Raspanti, “il Papa ha fotografato la situazione difficile della societa’ siciliana”
“Mi ha colpito innanzitutto la capacita’ di analisi della societa’ siciliana, sebbene fatta in poche righe in pochi tratti, ma ha fotografato la situazione difficile in cui si trova in questo momento la societa’ siciliana, poi il fatto che lui costatava che la Chiesa significa che tutti noi cristiani che qui viviamo, ne risentiamo, siamo parte integrante di questa difficolta’ e allora per esempio l’inverno demografico e l’emigrazione dei giovani, cosa che stanno facendo crollare la presenza giovanile e quindi il futuro, la speranza nella societa’ siciliana con le implicazioni di tristezza, amarezza, tendenza alla depressione e cose simili”.
Lo dice Antonino Raspanti, vescovo di Acireale e presidente della Conferenza episcopale siciliana, dopo le parole di ieri di Papa Francesco sui problemi della Sicilia, scoraggiata per il futuro, ma anche al cospetto di un clero legato solo a “monete e merletti”. Poi le parole “espressamente dedicate a noi – aggiunge – quello che lui dice e’ che siamo in un cambiamento d’epoca e non in un’epoca di cambiamenti. Ha detto ‘in Sicilia voi state cercando di riflettere come e in che cosa sta avvenendo, in che cosa sta cambiando l’epoca in modo tale da capire quali direzioni e in quali circostanze potere proporre l’annuncio del Vangelo, che fermenti questo cambiamento di vita dei siciliani’. Questa secondo me e’ la piu’ bella e grande domanda che ci sgancia in avanti”.
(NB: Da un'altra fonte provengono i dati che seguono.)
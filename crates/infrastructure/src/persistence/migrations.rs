//! Schema migrations
//!
//! Idempotent schema setup, run once at pool creation.

use rusqlite::Connection;

use super::connection::DatabaseError;

/// Create or update the schema
///
/// `city_name` collates NOCASE and is unique, so the upsert keys on the
/// name case-insensitively at the database level.
pub fn run_migrations(conn: &Connection) -> Result<(), DatabaseError> {
    conn.execute_batch(
        "
        CREATE TABLE IF NOT EXISTS user_city_preferences (
            id INTEGER PRIMARY KEY AUTOINCREMENT,
            city_name TEXT NOT NULL COLLATE NOCASE UNIQUE,
            country_code TEXT NOT NULL DEFAULT '',
            latitude REAL NOT NULL DEFAULT 0,
            longitude REAL NOT NULL DEFAULT 0,
            is_favorite INTEGER NOT NULL DEFAULT 0,
            created_at TEXT NOT NULL,
            last_accessed TEXT NOT NULL
        );

        CREATE INDEX IF NOT EXISTS idx_city_preferences_last_accessed
            ON user_city_preferences (last_accessed DESC);
        ",
    )
    .map_err(DatabaseError::Sqlite)
}

#[cfg(test)]
mod tests {
    use super::*;

    #[test]
    fn migrations_are_idempotent() {
        let conn = Connection::open_in_memory().expect("open");
        run_migrations(&conn).expect("first run");
        run_migrations(&conn).expect("second run");
    }

    #[test]
    fn city_name_is_unique_case_insensitively() {
        let conn = Connection::open_in_memory().expect("open");
        run_migrations(&conn).expect("migrate");

        conn.execute(
            "INSERT INTO user_city_preferences (city_name, created_at, last_accessed)
             VALUES ('Mumbai', '2026-01-01T00:00:00Z', '2026-01-01T00:00:00Z')",
            [],
        )
        .expect("insert");

        let duplicate = conn.execute(
            "INSERT INTO user_city_preferences (city_name, created_at, last_accessed)
             VALUES ('MUMBAI', '2026-01-01T00:00:00Z', '2026-01-01T00:00:00Z')",
            [],
        );
        assert!(duplicate.is_err());
    }
}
Quando il Papa “mette a punto alcuni difetti”, per Raspanti “non vuol dire che tutti peccano di questi difetti, vuol dire che si notano in alcuni determinate tendenze e queste ne siamo consapevoli. Meglio che in Papa ce li ricordi dall’esterno, in modo che si mettono a fuoco queste difficolta’ e questi difetti. Se mi fermo sulle questioni dei merletti e della liturgia, anche qui c’e’ una tendenza in alcune parti del clero non molto numerose in verita’, pero’ e’ vero un discorso piu’ ampio, la liturgia e’ un luogo di comunicazione ampia, tra di noi con Dio riceviamo, Dio eccetera, ora le azioni liturgiche le suppellettili, i riti devono parlare, bisogna ritrovarsi in esse. Qui, secondo me, la Sicilia, non solo la chiesa, l’intera nostra isola sconta un gap culturale”.
Continua il vescovo Raspanti: “Prendiamo per esempio il solo mondo dell’arte della musiva, che sono i piu’ vicini a quello della liturgia, mi chiedo quanto la gente il nostro popolo accetti, conosca, sia appassionata di musica moderna, classica sinfonica, o arte moderna, contemporanea. Non vediamo che ci sono solo piccoli spunti, piccoli luoghi con poche persone che di questo si occupano e si intendono. Ecco io vorrei trasportare questo nella liturgia, la musica nella liturgia, i quadri nella liturgia. Quando noi facciamo raramente committenza e quindi approntiamo musiche veramente nuove, o sperimentiamo quadri o altro veramente nuovi nei nostri luoghi liturgici, e quando spesso si fanno si sente il commento generale delle persone e’ sostanzialmente negativo, di rigetto, poche cose si accolgono, questo perche’ il gusto di una cultura di un popolo in Sicilia e’ abbastanza contraddittorio”.
“C’e’ una piccola parte che e’ all’avanguardia, una grande parte che e’ sostanzialmente ferma, bloccata sulle ripetizioni tradizionale. Ora la liturgia risente di tutto questo. Io stesso mi trovo in difficolta’ quando immetto qualcosa di nuovo e mi accorgo della grossa resistenza che fa la gente o anche il clero. Naturalmente questo non giustifica il fatto che noi ci dobbiamo fermare o rispecchiare quello a cui la gente piace. No, dobbiamo spingere avanti, dobbiamo innovare. Il concilio Vaticano secondo e’ esattamente questa scoperta nelle radici delle innovazioni. Abbiamo un compiti innovativo dinanzi al quale non ci dobbiamo fermare”.